# Work order:
Please tell how many of the lines below contain "crate", using only a number.

(Dataset excerpts)
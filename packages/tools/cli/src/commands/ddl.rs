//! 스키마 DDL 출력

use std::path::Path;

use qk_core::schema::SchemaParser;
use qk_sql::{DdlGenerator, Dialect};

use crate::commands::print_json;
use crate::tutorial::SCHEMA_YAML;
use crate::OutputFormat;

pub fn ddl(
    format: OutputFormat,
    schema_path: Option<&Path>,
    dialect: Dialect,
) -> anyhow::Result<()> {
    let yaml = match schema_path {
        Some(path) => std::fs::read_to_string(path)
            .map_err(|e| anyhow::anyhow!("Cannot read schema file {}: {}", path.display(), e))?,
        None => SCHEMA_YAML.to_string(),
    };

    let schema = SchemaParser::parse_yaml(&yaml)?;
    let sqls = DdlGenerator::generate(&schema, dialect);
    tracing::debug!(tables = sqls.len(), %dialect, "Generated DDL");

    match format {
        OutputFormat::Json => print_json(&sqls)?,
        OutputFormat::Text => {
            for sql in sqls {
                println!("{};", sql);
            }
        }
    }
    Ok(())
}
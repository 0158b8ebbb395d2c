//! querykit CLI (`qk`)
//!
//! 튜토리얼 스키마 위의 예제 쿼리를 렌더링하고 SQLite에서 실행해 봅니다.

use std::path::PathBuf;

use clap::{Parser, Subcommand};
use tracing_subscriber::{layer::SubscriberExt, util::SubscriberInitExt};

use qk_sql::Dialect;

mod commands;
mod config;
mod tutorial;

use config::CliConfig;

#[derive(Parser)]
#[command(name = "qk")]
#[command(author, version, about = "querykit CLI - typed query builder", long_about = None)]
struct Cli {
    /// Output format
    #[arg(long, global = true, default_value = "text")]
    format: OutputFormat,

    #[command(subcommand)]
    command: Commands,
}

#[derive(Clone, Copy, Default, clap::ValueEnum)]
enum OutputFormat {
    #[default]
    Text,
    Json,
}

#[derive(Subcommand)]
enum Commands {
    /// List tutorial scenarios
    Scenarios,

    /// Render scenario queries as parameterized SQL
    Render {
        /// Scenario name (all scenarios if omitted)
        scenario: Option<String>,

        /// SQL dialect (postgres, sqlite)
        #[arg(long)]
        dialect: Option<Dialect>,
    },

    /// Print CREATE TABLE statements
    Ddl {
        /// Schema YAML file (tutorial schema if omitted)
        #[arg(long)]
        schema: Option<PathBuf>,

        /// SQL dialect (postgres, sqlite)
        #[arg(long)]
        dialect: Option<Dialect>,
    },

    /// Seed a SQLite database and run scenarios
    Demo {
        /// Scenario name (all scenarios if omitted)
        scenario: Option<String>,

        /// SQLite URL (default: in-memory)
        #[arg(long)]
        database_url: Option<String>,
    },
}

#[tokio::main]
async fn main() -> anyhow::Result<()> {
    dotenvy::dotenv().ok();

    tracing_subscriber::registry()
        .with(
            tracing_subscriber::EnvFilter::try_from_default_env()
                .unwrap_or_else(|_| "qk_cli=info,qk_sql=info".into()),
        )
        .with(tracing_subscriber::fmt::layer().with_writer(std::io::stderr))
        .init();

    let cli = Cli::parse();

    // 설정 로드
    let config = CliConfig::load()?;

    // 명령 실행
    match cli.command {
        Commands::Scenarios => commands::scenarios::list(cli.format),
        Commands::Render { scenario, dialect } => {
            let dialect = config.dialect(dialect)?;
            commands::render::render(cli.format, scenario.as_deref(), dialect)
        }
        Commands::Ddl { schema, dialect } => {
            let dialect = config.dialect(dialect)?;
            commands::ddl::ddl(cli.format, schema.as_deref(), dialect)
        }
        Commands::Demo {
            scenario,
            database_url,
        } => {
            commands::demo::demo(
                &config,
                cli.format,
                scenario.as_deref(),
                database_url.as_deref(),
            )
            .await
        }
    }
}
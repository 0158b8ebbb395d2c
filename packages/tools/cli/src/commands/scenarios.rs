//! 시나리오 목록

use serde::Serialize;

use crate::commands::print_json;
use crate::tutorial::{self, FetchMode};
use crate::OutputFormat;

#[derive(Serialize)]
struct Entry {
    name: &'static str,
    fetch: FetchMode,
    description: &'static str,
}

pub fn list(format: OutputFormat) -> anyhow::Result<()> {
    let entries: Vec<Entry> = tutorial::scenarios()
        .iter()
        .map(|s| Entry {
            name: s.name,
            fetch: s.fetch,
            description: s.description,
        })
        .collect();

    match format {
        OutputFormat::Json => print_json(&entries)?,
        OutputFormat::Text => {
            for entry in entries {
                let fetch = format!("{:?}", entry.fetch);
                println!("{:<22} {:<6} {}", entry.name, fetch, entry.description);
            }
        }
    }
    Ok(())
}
==
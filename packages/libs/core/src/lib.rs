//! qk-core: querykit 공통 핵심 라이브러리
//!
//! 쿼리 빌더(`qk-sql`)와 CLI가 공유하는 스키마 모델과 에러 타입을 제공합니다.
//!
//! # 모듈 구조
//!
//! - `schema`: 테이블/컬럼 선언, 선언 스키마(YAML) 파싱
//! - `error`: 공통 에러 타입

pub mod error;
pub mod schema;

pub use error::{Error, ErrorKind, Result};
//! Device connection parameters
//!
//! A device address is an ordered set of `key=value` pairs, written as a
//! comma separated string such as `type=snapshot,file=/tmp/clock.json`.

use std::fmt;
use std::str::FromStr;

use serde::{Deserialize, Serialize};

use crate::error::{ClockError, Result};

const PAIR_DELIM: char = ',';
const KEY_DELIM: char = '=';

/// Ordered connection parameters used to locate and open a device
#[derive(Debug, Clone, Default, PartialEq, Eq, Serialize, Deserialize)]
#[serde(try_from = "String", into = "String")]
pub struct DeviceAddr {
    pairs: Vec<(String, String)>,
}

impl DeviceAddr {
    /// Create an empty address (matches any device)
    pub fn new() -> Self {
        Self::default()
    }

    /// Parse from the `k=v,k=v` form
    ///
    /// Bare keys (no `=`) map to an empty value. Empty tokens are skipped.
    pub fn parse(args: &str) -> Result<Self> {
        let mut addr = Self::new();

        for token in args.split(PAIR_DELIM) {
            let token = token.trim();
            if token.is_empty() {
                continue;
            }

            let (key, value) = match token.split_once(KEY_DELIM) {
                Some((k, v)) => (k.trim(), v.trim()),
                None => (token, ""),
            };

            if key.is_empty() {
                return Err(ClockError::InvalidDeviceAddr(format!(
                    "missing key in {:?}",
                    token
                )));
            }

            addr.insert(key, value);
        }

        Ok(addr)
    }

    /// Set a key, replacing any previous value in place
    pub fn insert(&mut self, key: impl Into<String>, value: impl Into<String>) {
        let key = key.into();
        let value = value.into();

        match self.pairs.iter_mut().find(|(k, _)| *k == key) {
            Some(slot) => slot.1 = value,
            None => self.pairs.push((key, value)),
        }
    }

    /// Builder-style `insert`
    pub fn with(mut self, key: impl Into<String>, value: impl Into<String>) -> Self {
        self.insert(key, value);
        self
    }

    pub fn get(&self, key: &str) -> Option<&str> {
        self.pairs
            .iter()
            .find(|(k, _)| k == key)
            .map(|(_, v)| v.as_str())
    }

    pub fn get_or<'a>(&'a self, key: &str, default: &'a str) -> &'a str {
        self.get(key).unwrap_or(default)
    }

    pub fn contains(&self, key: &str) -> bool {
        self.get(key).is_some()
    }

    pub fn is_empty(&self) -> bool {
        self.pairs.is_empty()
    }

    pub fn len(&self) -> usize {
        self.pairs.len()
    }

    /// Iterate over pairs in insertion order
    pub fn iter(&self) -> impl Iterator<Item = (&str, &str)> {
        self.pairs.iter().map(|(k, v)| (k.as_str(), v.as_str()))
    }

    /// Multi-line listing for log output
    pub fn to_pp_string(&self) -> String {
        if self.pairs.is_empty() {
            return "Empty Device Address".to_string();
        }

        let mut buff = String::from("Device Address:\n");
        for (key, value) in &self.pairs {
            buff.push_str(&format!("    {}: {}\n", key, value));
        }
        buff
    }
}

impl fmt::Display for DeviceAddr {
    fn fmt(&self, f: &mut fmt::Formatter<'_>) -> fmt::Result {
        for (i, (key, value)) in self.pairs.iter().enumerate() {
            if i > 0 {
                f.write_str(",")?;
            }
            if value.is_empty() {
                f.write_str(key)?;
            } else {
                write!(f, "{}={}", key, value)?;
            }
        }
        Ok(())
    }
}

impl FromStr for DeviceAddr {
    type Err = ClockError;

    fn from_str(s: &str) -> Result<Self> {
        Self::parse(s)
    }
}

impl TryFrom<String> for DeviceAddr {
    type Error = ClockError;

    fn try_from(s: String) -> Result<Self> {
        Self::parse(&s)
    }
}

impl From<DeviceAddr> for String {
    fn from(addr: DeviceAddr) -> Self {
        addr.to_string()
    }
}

# Answer for this exercise:
7